Dans cette salle, il y avait des professeurs de différentes disciplines, dont des « professeurs documentalistes ». J’ai été triste de voir à quel point leur formation leur lavait le cerveau avant même de passer leur concours de recrutement. Je me demande ce qu’on enseigne à ces pauvres gens dans le détail, mais j’en ai eu une démonstration affligeante. Voici des phrases de ce que j’ai entendu dans un groupe majoritairement composé de « profs documentalistes ».
« Tout le monde a entendu parler beaucoup de la pédagogie différentiée ».
« Ça veut dire quoi pédagogie projet ? En fait on les met en activité, pour qu’ils acquièrent des compétences en réalisant quelque chose qui leur parle. »
« On est assez agile ».
« Les projets c’est des partenariats. »
« Qui dit projet, dit coopération, donc collaboration, donc partenariat, donc objectifs, et voilà. »
On dirait des bébés macrons, tellement adorables que j’ai envie de leur fracasser leur crâne pour en sortir le pus qu’on leur a injecté de force.

La formatrice nous fait passer à autre chose. « On fait la pause, et après on fait une toute petite synthèse théorique, mais pas trop longue, et pas trop théorique. » Encore une fois, ça serait dommage qu’on apprenne quelque chose de ces formations… Comme je disais, il y a une véritable haine de tout discours qui contient quelque chose de non vide, une haine de ce tout qui est théorique.
Malgré cela, elle ébauche le fondement théorique du cours : « la gestion de classe, les règles de la classe, reposent sur des valeurs. »
Bien. Pourquoi pas, mais alors qu’appelles-tu « valeur » ? N’oubliez pas cela, nous y reviendrons à la fin.
Évidemment la question est rhétorique. On sait que terme « les valeurs » est très casse-gueule, et surtout qu’il a été complètement invalidé par Hegel dans sa critique de la moralité subjective, et surtout par Marx qui a dissous toutes les valeurs dans sa critique de la valeur (pendant que Nietzsche essayait de toutes les renverser pour les remplacer par d’autres « antivaleurs », ce qui était complètement vain et a complètement échoué, et l’a rendu fou). Si parler de « valeurs » a pu avoir un intérêt dans le développement historique de l’idéologie du capital révolutionnaire en formation au sein de la féodalité, après Hegel et Marx, désormais, tous les philosophes qui tournent indéfiniment en rond autour des « valeurs » perdent leur temps dans un onanisme intellectualiste universitaire. Et encore, les imbéciles heureux de l’INSPE ne méritent pas d’être appelés philosophes.
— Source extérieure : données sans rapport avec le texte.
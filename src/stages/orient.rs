//! Stage 2: degree-ordered forward adjacency lists
//!
//! Every edge is keyed by its lower-ranked endpoint under `(degree, vertex)`.
//! A hub sits at the high end of nearly all its edges, so its own forward
//! list stays short and no reducer has to pair up a hub's full neighborhood.

use super::{read_edge, ORIENT_STAGE};
use crate::config::{InputPolicy, PipelineConfig};
use crate::engine::{
    MapContext, Mapper, ReduceContext, Reducer, StageJob, TaskError, TaskResult,
};
use crate::graph::{Edge, Rank, Vertex};
use crate::record::{AdjacencyRecord, DegreeRecord};
use rustc_hash::FxHashMap;
use std::sync::Arc;
use tracing::{debug, warn};

/// Read-only vertex → degree map, broadcast to every stage-2 map task
#[derive(Debug, Clone, Default)]
pub struct DegreeTable {
    degrees: FxHashMap<Vertex, u64>,
    skipped: usize,
}

impl DegreeTable {
    /// Build the table from stage-1 output lines; malformed lines are skipped
    pub fn from_lines<'a>(lines: impl IntoIterator<Item = &'a str>) -> Self {
        let mut table = DegreeTable::default();
        for line in lines {
            match DegreeRecord::parse(line) {
                Ok(record) => table.insert(record.vertex, record.degree),
                Err(err) => {
                    debug!("Skipping degree record {:?}: {}", line, err);
                    table.skipped += 1;
                }
            }
        }
        if table.skipped > 0 {
            warn!("Degree table: skipped {} malformed records", table.skipped);
        }
        table
    }

    pub fn insert(&mut self, vertex: Vertex, degree: u64) {
        if let Some(previous) = self.degrees.insert(vertex, degree) {
            if previous != degree {
                warn!("Degree table: conflicting degrees {} and {}", previous, degree);
            }
        }
    }

    pub fn degree(&self, vertex: &Vertex) -> Option<u64> {
        self.degrees.get(vertex).copied()
    }

    pub fn rank<'a>(&self, vertex: &'a Vertex) -> Option<Rank<'a>> {
        self.degree(vertex).map(|degree| Rank { degree, vertex })
    }

    /// Split an edge into `(key, neighbor)` with the key ranked strictly lower.
    ///
    /// Returns the endpoint missing from the table on failure.
    pub fn orient(&self, edge: Edge) -> Result<(Vertex, Vertex), Vertex> {
        let (low, high) = edge.into_endpoints();
        let low_rank = match self.rank(&low) {
            Some(rank) => rank,
            None => return Err(low),
        };
        let high_rank = match self.rank(&high) {
            Some(rank) => rank,
            None => return Err(high),
        };
        if low_rank < high_rank {
            Ok((low, high))
        } else {
            Ok((high, low))
        }
    }

    pub fn len(&self) -> usize {
        self.degrees.len()
    }

    pub fn is_empty(&self) -> bool {
        self.degrees.is_empty()
    }

    /// Malformed lines ignored while loading
    pub fn skipped(&self) -> usize {
        self.skipped
    }
}

/// Emits `(a, b)` for each edge, `a` being the lower-ranked endpoint
#[derive(Debug, Clone)]
pub struct OrientMapper {
    degrees: Arc<DegreeTable>,
    policy: InputPolicy,
}

impl OrientMapper {
    pub fn new(degrees: Arc<DegreeTable>, policy: InputPolicy) -> Self {
        Self { degrees, policy }
    }
}

impl Mapper<Vertex, Vertex> for OrientMapper {
    fn map(&self, line: &str, ctx: &mut MapContext<Vertex, Vertex>) -> TaskResult<()> {
        let Some(edge) = read_edge(line, self.policy, ctx)? else {
            return Ok(());
        };
        match self.degrees.orient(edge) {
            Ok((key, neighbor)) => {
                ctx.emit(key, neighbor);
                Ok(())
            }
            Err(vertex) => Err(TaskError::MissingDegree {
                vertex,
                record: line.to_string(),
            }),
        }
    }
}

/// Collects and sorts the forward neighbors of one vertex
#[derive(Debug, Clone, Copy, Default)]
pub struct AdjacencyReducer;

impl Reducer<Vertex, Vertex> for AdjacencyReducer {
    fn reduce(
        &self,
        vertex: Vertex,
        mut neighbors: Vec<Vertex>,
        ctx: &mut ReduceContext,
    ) -> TaskResult<()> {
        // arrival order is engine-dependent
        neighbors.sort_unstable();
        ctx.emit(AdjacencyRecord { vertex, neighbors });
        Ok(())
    }
}

/// Stage 2 over the raw edge lines with the complete degree table
pub fn orient_job(
    edges: Arc<Vec<String>>,
    degrees: Arc<DegreeTable>,
    config: &PipelineConfig,
) -> StageJob<Vertex, Vertex> {
    StageJob::new(ORIENT_STAGE, AdjacencyReducer)
        .with_input(edges, OrientMapper::new(degrees, config.input_policy))
}

#[cfg(test)]
mod tests {
    use super::*;
    use crate::engine::{EngineError, LocalExecutor};

    fn table(entries: &[(u64, u64)]) -> DegreeTable {
        let mut table = DegreeTable::default();
        for &(v, d) in entries {
            table.insert(Vertex::from(v), d);
        }
        table
    }

    fn edge(a: u64, b: u64) -> Edge {
        Edge::new(a.into(), b.into()).unwrap()
    }

    #[test]
    fn test_from_lines() {
        let table = DegreeTable::from_lines(["1\t3", "2\t1", "junk"]);
        assert_eq!(table.degree(&Vertex::from(1)), Some(3));
        assert_eq!(table.degree(&Vertex::from(2)), Some(1));
        assert_eq!(table.len(), 2);
        assert_eq!(table.skipped(), 1);
    }

    #[test]
    fn test_orient_by_degree() {
        // vertex 1 is the hub, so 2 keys the edge despite the larger id
        let table = table(&[(1, 10), (2, 1)]);
        assert_eq!(table.orient(edge(1, 2)), Ok((Vertex::from(2), Vertex::from(1))));
    }

    #[test]
    fn test_orient_ties_by_vertex() {
        let table = table(&[(7, 2), (3, 2)]);
        assert_eq!(table.orient(edge(7, 3)), Ok((Vertex::from(3), Vertex::from(7))));
    }

    #[test]
    fn test_orient_missing_vertex() {
        let table = table(&[(1, 1)]);
        assert_eq!(table.orient(edge(1, 9)), Err(Vertex::from(9)));
    }

    #[test]
    fn test_orientation_is_exclusive() {
        // exactly one endpoint keys each edge, independent of line order
        let table = Arc::new(table(&[(1, 2), (2, 2), (3, 2)]));
        let config = PipelineConfig::default().with_reducers(2);
        let executor = LocalExecutor::from_config(&config).unwrap();
        for edges in [vec!["1 2", "2 3", "3 1"], vec!["3 1", "2 1", "3 2"]] {
            let lines = Arc::new(edges.iter().map(|s| s.to_string()).collect());
            let output = executor
                .run(&orient_job(lines, table.clone(), &config))
                .unwrap();
            let mut records = output.into_lines();
            records.sort();
            assert_eq!(records, vec!["1\t2,3", "2\t3"]);
        }
    }

    #[test]
    fn test_missing_degree_aborts() {
        let table = Arc::new(table(&[(1, 1)]));
        let config = PipelineConfig::default();
        let executor = LocalExecutor::from_config(&config).unwrap();
        let lines = Arc::new(vec!["1 5".to_string()]);
        let err = executor.run(&orient_job(lines, table, &config)).unwrap_err();
        assert_eq!(
            err,
            EngineError::Task {
                stage: ORIENT_STAGE.to_string(),
                source: TaskError::MissingDegree {
                    vertex: Vertex::from(5),
                    record: "1 5".to_string(),
                },
            }
        );
    }

    #[test]
    fn test_adjacency_sorted() {
        let mut ctx = ReduceContext::default();
        AdjacencyReducer
            .reduce(
                Vertex::from(1),
                vec![Vertex::from(10), Vertex::from(2), Vertex::from(3)],
                &mut ctx,
            )
            .unwrap();
        assert_eq!(ctx.into_lines(), vec!["1\t2,3,10"]);
    }
}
Viennent ensuite différentes digressions sur la concentration des élèves, sur le fait qu’il faut changer de rythme pour garder leur attention. Elle prend un discours de science cognitives et neurologiques.
« Qu’est-ce qui va activer votre cerveau ? »
« La respiration est un point d’encrage. Quand mes élèves sont trop dissipés, je les fais respirer lentement trois fois, tous ensemble, parfois plus si c’est nécessaire. »
Et là (isomorphisme pédagogique!!!) elle nous fait respirer. Quelques fayots suivent le mouvement, mais la plupart la regardent d’un air gêné.
« Il y a plein d’autres pratiques avec de la méditation de pleine conscience qui sont très intéressantes aussi. » Comme dit Dominique Mazuet, la méditation c’est très bien, mais moi, je préfère la réflexion...
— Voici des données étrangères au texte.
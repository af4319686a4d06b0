//! Reading record streams from disk

use super::store::is_part_file;
use super::StoreResult;
use flate2::read::GzDecoder;
use std::fs::{self, File};
use std::io::{BufRead, BufReader, Read};
use std::path::{Path, PathBuf};
use tracing::{debug, info, warn};

/// Where the raw edge list comes from
#[derive(Debug, Clone, PartialEq, Eq)]
pub enum EdgeSource {
    /// Edge lines already in memory
    Lines(Vec<String>),
    /// A plain or gzip file, or a directory of part files
    File(PathBuf),
}

impl EdgeSource {
    pub fn from_lines<I, S>(lines: I) -> Self
    where
        I: IntoIterator<Item = S>,
        S: Into<String>,
    {
        EdgeSource::Lines(lines.into_iter().map(Into::into).collect())
    }

    pub fn load(self) -> StoreResult<Vec<String>> {
        match self {
            EdgeSource::Lines(lines) => Ok(lines),
            EdgeSource::File(path) => {
                let lines = read_records(&path)?;
                info!("Loaded {} edge records from {:?}", lines.len(), path);
                Ok(lines)
            }
        }
    }
}

impl From<PathBuf> for EdgeSource {
    fn from(path: PathBuf) -> Self {
        EdgeSource::File(path)
    }
}

/// Read every line of a record stream.
///
/// A directory is read as its `part-*` files in name order; a `.gz` file is
/// decompressed; anything else is read as plain text.
pub fn read_records(path: impl AsRef<Path>) -> StoreResult<Vec<String>> {
    let path = path.as_ref();
    if path.is_dir() {
        let mut parts: Vec<PathBuf> = fs::read_dir(path)?
            .filter_map(|entry| entry.ok().map(|e| e.path()))
            .filter(|p| is_part_file(p))
            .collect();
        parts.sort();
        debug!("Reading {} part files from {:?}", parts.len(), path);

        let mut lines = Vec::new();
        for part in parts {
            lines.extend(read_lines(File::open(&part)?)?);
        }
        return Ok(lines);
    }

    let file = File::open(path)?;
    if path.extension().is_some_and(|ext| ext == "gz") {
        read_lines(GzDecoder::new(file))
    } else {
        read_lines(file)
    }
}

/// Split a stream into lines without failing on invalid UTF-8.
///
/// Undecodable bytes become U+FFFD, which no vertex token accepts, so such a
/// line reaches the mappers as an ordinary malformed record.
fn read_lines(reader: impl Read) -> StoreResult<Vec<String>> {
    let mut lines = Vec::new();
    let mut undecodable = 0usize;
    for line in BufReader::new(reader).split(b'\n') {
        let mut bytes = line?;
        if bytes.last() == Some(&b'\r') {
            bytes.pop();
        }
        match String::from_utf8(bytes) {
            Ok(line) => lines.push(line),
            Err(err) => {
                undecodable += 1;
                lines.push(String::from_utf8_lossy(err.as_bytes()).into_owned());
            }
        }
    }
    if undecodable > 0 {
        warn!("{} lines are not valid UTF-8", undecodable);
    }
    Ok(lines)
}
//! Stage 4: global and per-vertex triangle totals
//!
//! Contributions are summed per key by the reducers, then folded into a
//! `TriangleTally`. Tallies merge as a commutative monoid, so partial tallies
//! from any number of partitions combine in any order.

use super::AGGREGATE_STAGE;
use crate::config::PipelineConfig;
use crate::engine::{
    MapContext, Mapper, ReduceContext, Reducer, StageJob, SumCombiner, TaskResult,
};
use crate::graph::Vertex;
use crate::record::{AggregateKey, Contribution, RecordResult};
use rustc_hash::FxHashMap;
use serde::Serialize;
use std::fmt;
use std::sync::Arc;

/// Reads `G\tn` and `V\tv\tn` records
#[derive(Debug, Clone, Copy, Default)]
pub struct ContributionMapper;

impl Mapper<AggregateKey, u64> for ContributionMapper {
    fn map(&self, line: &str, ctx: &mut MapContext<AggregateKey, u64>) -> TaskResult<()> {
        match Contribution::parse(line) {
            Ok(Contribution { key, count }) => ctx.emit(key, count),
            Err(err) => ctx.skip(line, &err),
        }
        Ok(())
    }
}

#[derive(Debug, Clone, Copy, Default)]
pub struct TallyReducer;

impl Reducer<AggregateKey, u64> for TallyReducer {
    fn reduce(
        &self,
        key: AggregateKey,
        values: Vec<u64>,
        ctx: &mut ReduceContext,
    ) -> TaskResult<()> {
        let count = values.into_iter().sum();
        ctx.emit(Contribution { key, count });
        Ok(())
    }
}

/// Stage 4 over the stage-3 contributions
pub fn aggregate_job(
    contributions: Arc<Vec<String>>,
    config: &PipelineConfig,
) -> StageJob<AggregateKey, u64> {
    let job =
        StageJob::new(AGGREGATE_STAGE, TallyReducer).with_input(contributions, ContributionMapper);
    if config.combine {
        job.with_combiner(SumCombiner)
    } else {
        job
    }
}

/// Partial triangle totals
#[derive(Debug, Clone, Default, PartialEq, Eq)]
pub struct TriangleTally {
    total: u64,
    vertices: FxHashMap<Vertex, u64>,
}

impl TriangleTally {
    pub fn add(&mut self, contribution: Contribution) {
        match contribution.key {
            AggregateKey::Global => self.total += contribution.count,
            AggregateKey::Vertex(v) => *self.vertices.entry(v).or_insert(0) += contribution.count,
        }
    }

    /// Monoid merge; the empty tally is the identity
    pub fn merge(mut self, other: TriangleTally) -> TriangleTally {
        let (mut large, small) = if self.vertices.len() >= other.vertices.len() {
            (std::mem::take(&mut self), other)
        } else {
            (other, self)
        };
        large.total += small.total;
        for (v, count) in small.vertices {
            *large.vertices.entry(v).or_insert(0) += count;
        }
        large
    }

    /// Fold one reducer's output lines into a tally
    pub fn from_lines<'a>(lines: impl IntoIterator<Item = &'a str>) -> RecordResult<Self> {
        let mut tally = TriangleTally::default();
        for line in lines {
            tally.add(Contribution::parse(line)?);
        }
        Ok(tally)
    }

    pub fn total(&self) -> u64 {
        self.total
    }

    /// Final report; vertices with a zero count are dropped
    pub fn into_report(self) -> TriangleReport {
        let mut vertex_counts: Vec<(Vertex, u64)> = self
            .vertices
            .into_iter()
            .filter(|(_, count)| *count > 0)
            .collect();
        vertex_counts.sort_unstable_by(|a, b| a.0.cmp(&b.0));
        TriangleReport {
            total_triangles: self.total,
            vertex_counts,
        }
    }
}

/// Total triangle count plus per-vertex participation, ascending by vertex
#[derive(Debug, Clone, Default, PartialEq, Eq, Serialize)]
pub struct TriangleReport {
    pub total_triangles: u64,
    pub vertex_counts: Vec<(Vertex, u64)>,
}

impl TriangleReport {
    /// Zero for vertices in no triangle
    pub fn count_for(&self, vertex: &Vertex) -> u64 {
        self.vertex_counts
            .binary_search_by(|(v, _)| v.cmp(vertex))
            .map(|i| self.vertex_counts[i].1)
            .unwrap_or(0)
    }

    pub fn participation_sum(&self) -> u64 {
        self.vertex_counts.iter().map(|(_, c)| c).sum()
    }

    /// Every triangle has three vertices
    pub fn is_consistent(&self) -> bool {
        self.participation_sum() == 3 * self.total_triangles
    }
}

impl fmt::Display for TriangleReport {
    fn fmt(&self, f: &mut fmt::Formatter<'_>) -> fmt::Result {
        writeln!(f, "total_triangles {}", self.total_triangles)?;
        for (vertex, count) in &self.vertex_counts {
            writeln!(f, "{} {}", vertex, count)?;
        }
        Ok(())
    }
}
Ensuite, on nous remet en activité par groupes. Rien que l’énoncé des consignes est burlesque. Je cite : « Je vous distribue des cartes avec des situations. Vous rangez ces situations en trois catégories. Pas deux, pas quatre, trois. Vous savez, je suis prof de SVT, et nous en SVT, on aime bien ranger des choses dans des catégories. »
Coucou Kant. Encore toi. Décidément, l’Éducation Nationale t’adore.
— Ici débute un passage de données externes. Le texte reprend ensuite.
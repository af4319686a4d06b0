//! Power-law graphs by preferential attachment
//!
//! Starts from a clique on vertices `1..=m+1`. Every later vertex attaches to
//! `m` distinct earlier vertices picked with probability proportional to
//! their current degree, which grows a few very high-degree hubs.

use super::{canonical, GenError, GenResult, GeneratedGraph};
use rand::prelude::*;

pub fn preferential_attachment(vertices: u64, m: u64, seed: u64) -> GenResult<GeneratedGraph> {
    if m == 0 || vertices <= m {
        return Err(GenError::InvalidAttachment { m, vertices });
    }

    let mut rng = StdRng::seed_from_u64(seed);
    let mut edges = Vec::new();
    // each vertex appears once per incident edge
    let mut urn: Vec<u64> = Vec::new();

    for u in 1..=m + 1 {
        for v in u + 1..=m + 1 {
            edges.push((u, v));
            urn.push(u);
            urn.push(v);
        }
    }

    let mut targets = Vec::with_capacity(m as usize);
    for new in m + 2..=vertices {
        targets.clear();
        while (targets.len() as u64) < m {
            if let Some(&t) = urn.choose(&mut rng) {
                if !targets.contains(&t) {
                    targets.push(t);
                }
            }
        }
        for &t in &targets {
            edges.push(canonical(new, t));
            urn.push(t);
            urn.push(new);
        }
    }

    Ok(GeneratedGraph { vertices, edges })
}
Après l’énumération débile des stupidités catégorielles du rangement des « situations » dans des « valeurs » par chaque groupe (et ça a encore pris un temps fou pour brasser du rien), la formatrice conclut le cours. Vous vous rappelez quand j’ai dit que les règles et la gestion de classe reposaient sur des valeurs, et que c’était le fondement théorique du cours ? Bien. Maintenant, voyons si nous avons avancé dans la recherche de ce que signifient ces valeurs. Voici ce que j’ai entendu :
« Dans les 14 compétences des professeurs, y’a un onglet, le rôle du professeur, c’est de faire respecter la loi, c’est dans ses valeurs, en tant que fonctionnaire. Ça, c’est pas discutable. Mais après, y’a des situations où ça dépend. ».
« C’est des choix qui dépendent de mes valeurs personnelles, dans ma gestion de classe. »
« Quand on est dans son cours, on est toujours incertain. » (toujours ce bon vieil irrationalisme, il nous avait manqué)
« Donc, quelles sont les solutions ? Quelles sont vos valeurs ? »
Et voici donc la conclusion du cours :
« On va se questionner sur nos valeurs. »
Et c’est sur cette somptueuse queue de poisson que se termine le cours.Résumons : les règles de classe, la gestion et le climat de la classe, sont fondées sur les valeurs. Mais en fait, ces valeurs, elles n’ont aucune définition, on doit se questionner sur nos valeurs personnelles. Donc, en fait, le contenu de ce cours est absolument vide, on n’y a strictement rien appris. On ne sait toujours pas ce qu’est une valeur, ce qui est tout de même censé être le fondement de tout le reste, rien que ça.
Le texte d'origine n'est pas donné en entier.